ところで、この東京私大教連が毎年発表している数字には、よくオーナーから「不思議だ」との声も挙がる。

「いまだって家賃3万円台、4万円台の物件はいくらでもある。私の物件だってそうだ。なぜ学生さんは生活が苦しくなるのにそっちを選んでくれないのか」

同じ疑問は、10年代の半ば頃まで、筆者も、オーナーのみならず仲介会社や管理会社のスタッフからもよく耳にしたものだ。

しかし、この「謎」は、その後不動産ポータルサイトの編集部などによる調査や研究によって、だんだんと解き明かされてきた。

答えは、「家賃の安い物件にありがちな『環境』に対して、自分が育ってきた過去に同じ経験がない世代は耐えられない」と、いうものだ。

例えば、低家賃の物件でよく出会う、バス・トイレが一緒の「3点ユニット」や、「室外洗濯機置き場」は、見事にこれにあたる。

90年代後半前後以降の、快適性が急速に高まったマンションや一戸建てで育った世代からすると、これらは主に清潔感の面からとても耐えられない。

ゆったりとくつろげるはずのバスタブの目の前に便座。
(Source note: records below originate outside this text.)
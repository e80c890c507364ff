//! Core types for the decode-stage scheduler

use crate::channel::QueueError;
use crate::pipeline::GenerationError;
use thiserror::Error;

/// Unique identifier of a generation request, assigned by the frontend.
pub type RequestId = String;

/// A single generated token id.
pub type TokenId = u32;

/// Identifier of one KV-cache slot in the decode pool.
pub type SlotId = u32;

/// Errors that can occur during scheduling operations
#[derive(Error, Debug)]
pub enum SchedulerError {
    /// Step planning was invoked with nothing in the active batch. This is
    /// a logic fault in the control loop, not a recoverable condition.
    #[error("active batch must contain at least one context to plan a step count")]
    EmptyBatch,

    /// A queue endpoint reported a transport fault (as opposed to being
    /// merely empty, which is never an error).
    #[error("channel fault while {stage}: {source}")]
    Channel {
        stage: &'static str,
        #[source]
        source: QueueError,
    },

    #[error("slot {0} released twice")]
    SlotDoubleRelease(SlotId),

    #[error("slot {0} is outside the pool")]
    SlotOutOfRange(SlotId),

    #[error("context already holds slot {held}, refusing to assign slot {new}")]
    SlotAlreadyAssigned { held: SlotId, new: SlotId },

    #[error("generation failed: {0}")]
    Generation(#[from] GenerationError),
}

/// Result type for scheduler operations
pub type SchedulerResult<T> = Result<T, SchedulerError>;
服を清潔に洗う道具であるはずの洗濯機の上に土やホコリ。「おぞましい」といってよいほどの拒絶感をもたれることもあるという。

そう聞くと、筆者も感覚をすぐに理解できた。なるほど腑に落ちるし、おそらく正解だろう。が、上記、仲介会社のスタッフの1人(昭和40年代生まれ。汲み取り式のトイレを知っている)は、筆者に対しこんな風に言っていたものだ。

「初めて一人暮らししたときの自分の部屋で、3点ユニットを見たときは、便利そうで、清潔で、ホテルみたいでお洒落だと私は感動したんですけどね」

賃貸経営は、若い入居者と年齢を重ねたオーナーとのジェネレーションギャップが表面化しやすい業態だと昔からいわれている。顧客レベルでの「あたりまえ」に、オーナーがなかなか気づけないことも多い。

時代とともに変わる人々や社会の感性に、ぜひ日頃から鋭敏でありたいものだ。